_Task item_
Starting at the top of the entries below, print each line exactly until the line with "assert_eq!(Side::Top.opposite(), Side::Bottom);" has been printed too.

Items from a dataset
++++
#[cfg(test)]
mod tests {
    use super::*;
    use proptest::prelude::*;

    const VIEWPORT: Rect = Rect::new(0.0, 0.0, 550.0, 660.0);
    const MENU: Size = Size::new(200.0, 220.0);

    #[test]
    fn test_side_helpers() {
        assert_eq!(Side::Left.opposite(), Side::Right);
        assert_eq!(Side::Top.opposite(), Side::Bottom);
        assert!(Side::Left.is_horizontal());
        assert!(!Side::Bottom.is_horizontal());
        assert_eq!(Side::inline_end(Direction::Ltr), Side::Right);
        assert_eq!(Side::inline_end(Direction::Rtl), Side::Left);
    }

    #[test]
    fn test_anchor_point_is_zero_sized() {
        let rect = Anchor::Point(Point::new(4.0, 9.0)).rect();
        assert_eq!(rect, Rect::new(4.0, 9.0, 0.0, 0.0));
    }

    #[test]
    fn test_dropdown_below_trigger_ltr() {
        let trigger = Anchor::Rect(Rect::new(10.0, 10.0, 80.0, 32.0));
        let placed = Positioner::resolve(
            &trigger,
            MENU,
            VIEWPORT,
            &Placement::dropdown(),
            Direction::Ltr,
        );
        assert_eq!(placed.side, Side::Bottom);
        assert_eq!(placed.rect, Rect::new(10.0, 47.0, 200.0, 220.0));
    }

    #[test]
    fn test_side_offset_moves_away_from_anchor() {
        let trigger = Anchor::Rect(Rect::new(10.0, 10.0, 80.0, 32.0));
        let flush = Positioner::resolve(
            &trigger,
            MENU,
            VIEWPORT,
            &Placement::dropdown().with_side_offset(0.0),
            Direction::Ltr,
        );
        assert_eq!(flush.rect.y, 42.0);
        let spaced = Positioner::resolve(
            &trigger,
            MENU,
            VIEWPORT,
            &Placement::dropdown().with_side_offset(12.0),
            Direction::Ltr,
        );
        assert_eq!(spaced.rect.y, 54.0);
    }

    #[test]
    fn test_dropdown_start_aligns_right_edges_in_rtl() {
        let trigger = Anchor::Rect(Rect::new(460.0, 10.0, 80.0, 32.0));
        let placed = Positioner::resolve(
            &trigger,
            MENU,
            VIEWPORT,
            &Placement::dropdown(),
            Direction::Rtl,
        );
        assert_eq!(placed.rect, Rect::new(340.0, 47.0, 200.0, 220.0));
    }

    #[test]
    fn test_align_end_and_center() {
        let trigger = Anchor::Rect(Rect::new(100.0, 10.0, 80.0, 32.0));
        let end = Positioner::resolve(
            &trigger,
            Size::new(60.0, 50.0),
            VIEWPORT,
            &Placement::dropdown().with_align(Align::End),
            Direction::Ltr,
        );
        assert_eq!(end.rect.right(), 180.0);

        let center = Positioner::resolve(
            &trigger,
            Size::new(100.0, 50.0),
            VIEWPORT,
            &Placement::dropdown().with_align(Align::Center),
            Direction::Ltr,
        );
        assert_eq!(center.rect.center().x, 140.0);
    }

    #[test]
    fn test_submenu_lines_up_first_item() {
        let trigger_item = Anchor::Rect(Rect::new(15.0, 125.0, 190.0, 32.0));
        let placed = Positioner::resolve(
            &trigger_item,
            Size::new(200.0, 147.0),
            VIEWPORT,
            &Placement::submenu(Direction::Ltr, 5.0),
            Direction::Ltr,
        );
        assert_eq!(placed.side, Side::Right);
        assert_eq!(placed.rect, Rect::new(210.0, 120.0, 200.0, 147.0));
    }

    #[test]
    fn test_submenu_flips_when_right_overflows() {
        let trigger_item = Anchor::Rect(Rect::new(215.0, 198.0, 190.0, 32.0));
        let placement = Placement::submenu(Direction::Ltr, 5.0);
        let placed = Positioner::resolve(
            &trigger_item,
            Size::new(200.0, 74.0),
            VIEWPORT,
            &placement,
            Direction::Ltr,
        );
        assert_eq!(placed.side, Side::Left);
        assert!(placed.flipped_from(placement.side));
        assert_eq!(placed.rect, Rect::new(10.0, 193.0, 200.0, 74.0));
    }

    #[test]
    fn test_submenu_flips_back_right_in_rtl() {
        let trigger_item = Anchor::Rect(Rect::new(145.0, 198.0, 190.0, 32.0));
        let placed = Positioner::resolve(
            &trigger_item,
            Size::new(200.0, 74.0),
            VIEWPORT,
            &Placement::submenu(Direction::Rtl, 5.0),
            Direction::Rtl,
        );
        assert_eq!(placed.side, Side::Right);
        assert_eq!(placed.rect.x, 340.0);
    }

    #[test]
    fn test_no_flip_when_opposite_has_less_room() {
        let trigger_item = Anchor::Rect(Rect::new(20.0, 100.0, 400.0, 32.0));
        let placed = Positioner::resolve(
            &trigger_item,
            Size::new(200.0, 74.0),
            VIEWPORT,
            &Placement::submenu(Direction::Ltr, 5.0),
            Direction::Ltr,
        );
        assert_eq!(placed.side, Side::Right);
        // shifted back inside the viewport
        assert_eq!(placed.rect.right(), 550.0);
    }

    #[test]
    fn test_context_menu_at_pointer() {
        let placed = Positioner::resolve(
            &Anchor::Point(Point::new(100.0, 100.0)),
            MENU,
            VIEWPORT,
            &Placement::context(Direction::Ltr),
            Direction::Ltr,
        );
        assert_eq!(placed.rect.origin(), Point::new(102.0, 100.0));

        let placed = Positioner::resolve(
            &Anchor::Point(Point::new(300.0, 100.0)),
            MENU,
            VIEWPORT,
            &Placement::context(Direction::Rtl),
            Direction::Rtl,
        );
        assert_eq!(placed.side, Side::Left);
        assert_eq!(placed.rect.right(), 298.0);
    }

    #[test]
    fn test_context_menu_shifted_up_near_bottom() {
        let placed = Positioner::resolve(
            &Anchor::Point(Point::new(100.0, 600.0)),
            MENU,
            VIEWPORT,
            &Placement::context(Direction::Ltr),
            Direction::Ltr,
        );
        assert_eq!(placed.rect.bottom(), 660.0);
    }

    #[test]
    fn test_collision_padding_insets_boundary() {
        let placed = Positioner::resolve(
            &Anchor::Point(Point::new(0.0, 0.0)),
            Size::new(100.0, 100.0),
            VIEWPORT,
            &Placement::context(Direction::Ltr).with_collision_padding(10.0),
            Direction::Ltr,
        );
        assert_eq!(placed.rect.origin(), Point::new(10.0, 10.0));
    }

    #[test]
    fn test_no_collision_handling_when_disabled() {
        let mut placement = Placement::submenu(Direction::Ltr, 5.0);
        placement.avoid_collisions = false;
        let placed = Positioner::resolve(
            &Anchor::Rect(Rect::new(400.0, 0.0, 100.0, 32.0)),
            Size::new(200.0, 50.0),
            VIEWPORT,
            &placement,
            Direction::Ltr,
        );
        assert_eq!(placed.side, Side::Right);
        assert_eq!(placed.rect.x, 505.0);
    }

    #[test]
    fn test_placement_serde_defaults() {
        let placement: Placement = serde_json::from_str(r#"{"side":"top"}"#).expect("parse");
        assert_eq!(placement.side, Side::Top);
        assert_eq!(placement.align, Align::Start);
        assert_eq!(placement.side_offset, 5.0);
    }

    proptest! {
        #[test]
        fn prop_surface_stays_inside_viewport(
            x in 0.0f32..550.0,
            y in 0.0f32..660.0,
            w in 1.0f32..300.0,
            h in 1.0f32..300.0,
            rtl in any::<bool>(),
        ) {
            let direction = if rtl { Direction::Rtl } else { Direction::Ltr };
            let placed = Positioner::resolve(
                &Anchor::Point(Point::new(x, y)),
                Size::new(w, h),
                VIEWPORT,
                &Placement::context(direction),
                direction,
            );
            prop_assert!(placed.rect.left() >= -0.001);
            prop_assert!(placed.rect.top() >= -0.001);
            prop_assert!(placed.rect.right() <= 550.001);
            prop_assert!(placed.rect.bottom() <= 660.001);
        }
    }
}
++++
_Response below_
#[cfg(test)]
mod tests {
    use super::*;
    use proptest::prelude::*;

    const VIEWPORT: Rect = Rect::new(0.0, 0.0, 550.0, 660.0);
    const MENU: Size = Size::new(200.0, 220.0);

    #[test]
    fn test_side_helpers() {
        assert_eq!(Side::Left.opposite(), Side::Right);
        assert_eq!(Side::Top.opposite(), Side::Bottom);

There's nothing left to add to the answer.